Dorongan untuk Membentuk Aliansi Antiperang
Dubes Iran tersebut turut menyoroti upaya Din Syamsuddin dalam mendorong perdamaian global. Boroujerdi mengungkapkan bahwa ada desakan dari berbagai pihak untuk membentuk gerakan atau aliansi kampanye antiperang terhadap Iran. "Dan banyak juga teman-teman yang mendesak kita supaya membuat kampanye antiperang terhadap Iran. Oleh karena itu, mungkin ini juga sebagai sebuah momen yang nantinya. Mungkin jika disetujui juga bisa membuat entah aliansi, entah perkumpulan, yang intinya adalah menentang perang anti-Iran atau terhadap negara-negara yang lainnya," tuturnya.
Dia juga menyinggung dampak luas konflik AS-Iran, termasuk terhadap Indonesia. "Namun, yang perlu kita sesalkan, kita pertanyakan adalah siapa sebenarnya yang menimbulkan dampak ini, penyebab-penyebabnya.

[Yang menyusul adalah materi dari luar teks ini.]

//! Parzen-window joint histograms for mutual information.
//!
//! Intensities are mapped to continuous bin positions, then spread over the
//! bins with a window: a box for the fixed image and a cubic B-spline for the
//! moving image. The joint histogram of `N` samples is `Wf^T Wm` with the
//! `[N, bins]` window matrices, which keeps the whole estimate differentiable
//! with respect to the moving intensities.

use burn::tensor::backend::Backend;
use burn::tensor::{Int, Tensor};

/// Bins reserved at each end of the histogram for the window support.
pub const PADDING_BINS: usize = 2;

/// Affine map from an intensity range onto histogram bin positions.
#[derive(Debug, Clone, Copy, PartialEq)]
pub struct BinMapping {
    pub min_intensity: f64,
    pub bin_size: f64,
    pub num_bins: usize,
}

impl BinMapping {
    /// Spread `[min, max]` over the bins between the padding.
    pub fn new(min_intensity: f64, max_intensity: f64, num_bins: usize) -> Self {
        let usable = num_bins.saturating_sub(2 * PADDING_BINS).max(1) as f64;
        let width = (max_intensity - min_intensity).max(f64::EPSILON);
        Self {
            min_intensity,
            bin_size: width / usable,
            num_bins,
        }
    }

    /// Continuous bin position of each intensity, clamped to the padded range.
    pub fn positions<B: Backend>(&self, values: Tensor<B, 1>) -> Tensor<B, 1> {
        let lo = PADDING_BINS as f64;
        let hi = (self.num_bins - PADDING_BINS) as f64 - 1e-3;
        ((values - self.min_intensity) / self.bin_size + lo).clamp(lo, hi)
    }
}

fn bin_row<B: Backend>(num_bins: usize, device: &B::Device) -> Tensor<B, 2> {
    Tensor::<B, 1, Int>::arange(0..num_bins as i64, device)
        .float()
        .reshape([1, num_bins])
}

/// Zero-order window: one-hot rows at `floor(position)`.
pub fn box_window<B: Backend>(positions: Tensor<B, 1>, num_bins: usize) -> Tensor<B, 2> {
    let [n] = positions.dims();
    let device = positions.device();
    let bins = positions.floor().reshape([n, 1]);
    (bins - bin_row::<B>(num_bins, &device)).abs().clamp_max(1.0).neg() + 1.0
}

/// Cubic B-spline window centred on each position.
pub fn cubic_bspline_window<B: Backend>(positions: Tensor<B, 1>, num_bins: usize) -> Tensor<B, 2> {
    let [n] = positions.dims();
    let device = positions.device();
    let u = (bin_row::<B>(num_bins, &device) - positions.reshape([n, 1])).abs();

    let u2 = u.clone() * u.clone();
    let u3 = u2.clone() * u.clone();
    // |u| < 1: 2/3 - u^2 + |u|^3 / 2
    let near = u3 * 0.5 - u2 + 2.0 / 3.0;
    // 1 <= |u| < 2: (2 - |u|)^3 / 6
    let far_base = u.clone().neg() + 2.0;
    let far = far_base.clone() * far_base.clone() * far_base / 6.0;

    let near_mask = u.clone().lower_elem(1.0).float();
    let far_mask = u.clone().greater_equal_elem(1.0).float() * u.lower_elem(2.0).float();
    near * near_mask + far * far_mask
}

/// Mutual information of a joint histogram (unnormalized counts allowed).
pub fn mutual_information<B: Backend>(joint: Tensor<B, 2>) -> Tensor<B, 1> {
    let eps = 1e-10;
    let total = joint.clone().sum() + eps;
    let p = joint / total.reshape([1, 1]);

    let p_fixed = p.clone().sum_dim(1);
    let p_moving = p.clone().sum_dim(0);

    let log_ratio = (p.clone() + eps).log() - (p_fixed + eps).log() - (p_moving + eps).log();
    (p * log_ratio).sum()
}

#[cfg(test)]
mod tests {
    use super::*;
    use burn::tensor::TensorData;
    use burn_ndarray::NdArray;

    type B = NdArray<f32>;

    fn tensor(values: Vec<f32>) -> Tensor<B, 1> {
        let n = values.len();
        Tensor::from_data(TensorData::new(values, [n]), &Default::default())
    }

    #[test]
    fn test_bin_mapping_uses_inner_bins() {
        let mapping = BinMapping::new(0.0, 46.0, 50);
        assert!((mapping.bin_size - 1.0).abs() < 1e-12);
        let pos = mapping.positions(tensor(vec![0.0, 10.0, 46.0, -5.0])).into_data().to_vec::<f32>().unwrap();
        assert!((pos[0] - 2.0).abs() < 1e-5);
        assert!((pos[1] - 12.0).abs() < 1e-5);
        assert!(pos[2] < 48.0 && pos[2] > 47.99);
        assert!((pos[3] - 2.0).abs() < 1e-5);
    }

    #[test]
    fn test_box_window_is_one_hot() {
        let w = box_window(tensor(vec![2.3, 7.9]), 10).into_data().to_vec::<f32>().unwrap();
        assert_eq!(w.iter().sum::<f32>(), 2.0);
        assert_eq!(w[2], 1.0);
        assert_eq!(w[10 + 7], 1.0);
    }

    #[test]
    fn test_bspline_window_is_partition_of_unity() {
        let w = cubic_bspline_window(tensor(vec![5.0, 5.25, 12.5]), 20).into_data().to_vec::<f32>().unwrap();
        for row in w.chunks(20) {
            assert!((row.iter().sum::<f32>() - 1.0).abs() < 1e-5);
            assert!(row.iter().all(|&v| v >= 0.0));
        }
        // centred on a bin: 1/6, 2/3, 1/6
        assert!((w[4] - 1.0 / 6.0).abs() < 1e-6);
        assert!((w[5] - 2.0 / 3.0).abs() < 1e-6);
        assert!((w[6] - 1.0 / 6.0).abs() < 1e-6);
    }

    #[test]
    fn test_mutual_information_of_independent_and_identical() {
        let device = Default::default();
        // uniform product distribution: MI = 0
        let independent = Tensor::<B, 2>::ones([4, 4], &device);
        let mi = mutual_information(independent).into_scalar();
        assert!(mi.abs() < 1e-5);

        // diagonal joint over 4 states: MI = ln 4
        let diagonal = Tensor::<B, 2>::from_data(
            TensorData::new(
                vec![1.0f32, 0.0, 0.0, 0.0, 0.0, 1.0, 0.0, 0.0, 0.0, 0.0, 1.0, 0.0, 0.0, 0.0, 0.0, 1.0],
                [4, 4],
            ),
            &device,
        );
        let mi = mutual_information(diagonal).into_scalar();
        assert!((mi - 4f32.ln()).abs() < 1e-4);
    }
}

Tentunya kita melihat semua bahwa yang memulai peperangan adalah Amerika dan Israel. Oleh karena itu, sebenarnya merekalah yang semestinya bertanggung jawab terhadap dampak-dampak yang terjadi di dunia, termasuk di Indonesia," jelas Boroujerdi. Dia mengingatkan agar masyarakat bijak dalam memilah korban dan penyebab perang, agar tidak terjadi kebingungan antara pelaku dan korban.
Ajakan Din Syamsuddin untuk Tetap Bersatu
Di sisi lain, Din Syamsuddin dalam pertemuan itu mengajak umat Islam di Indonesia untuk menjaga persatuan dan tidak terprovokasi oleh konflik global. "Oleh karena itu, sekali lagi, kami atas nama ormas-ormas Islam juga menyerukan persatuan umat Islam, baik pemerintah maupun masyarakat. Kami berharap musibah yang terjadi dan menimpa rakyat Iran sebagai negeri sesama muslim yang kita rasakan juga sebagai musibah yang menimpa kita, ini segera berlalu," ucap Din.
Din juga mengingatkan peran historis Iran dalam peradaban Islam. "Dan Iran, bangsa Iran, umat Islam di Iran bangkit untuk terus-menerus bersama-sama membangkitkan peradaban Islam. Karena muslim Iran dalam lintasan sejarah adalah yang berperan dan berjasa di dalam mengembangkan dan memajukan peradaban Islam di abad-abad pertengahan," imbuhnya. Pertemuan ini turut dihadiri oleh sejumlah tokoh penting, termasuk Wakil Ketua Dewan Pertimbangan MUI Muhyiddin Junaidi dan Ketua Umum Wanita Islam Marfua Mustofa, serta tokoh agama lainnya, menunjukkan dukungan luas dari kalangan Islam Indonesia.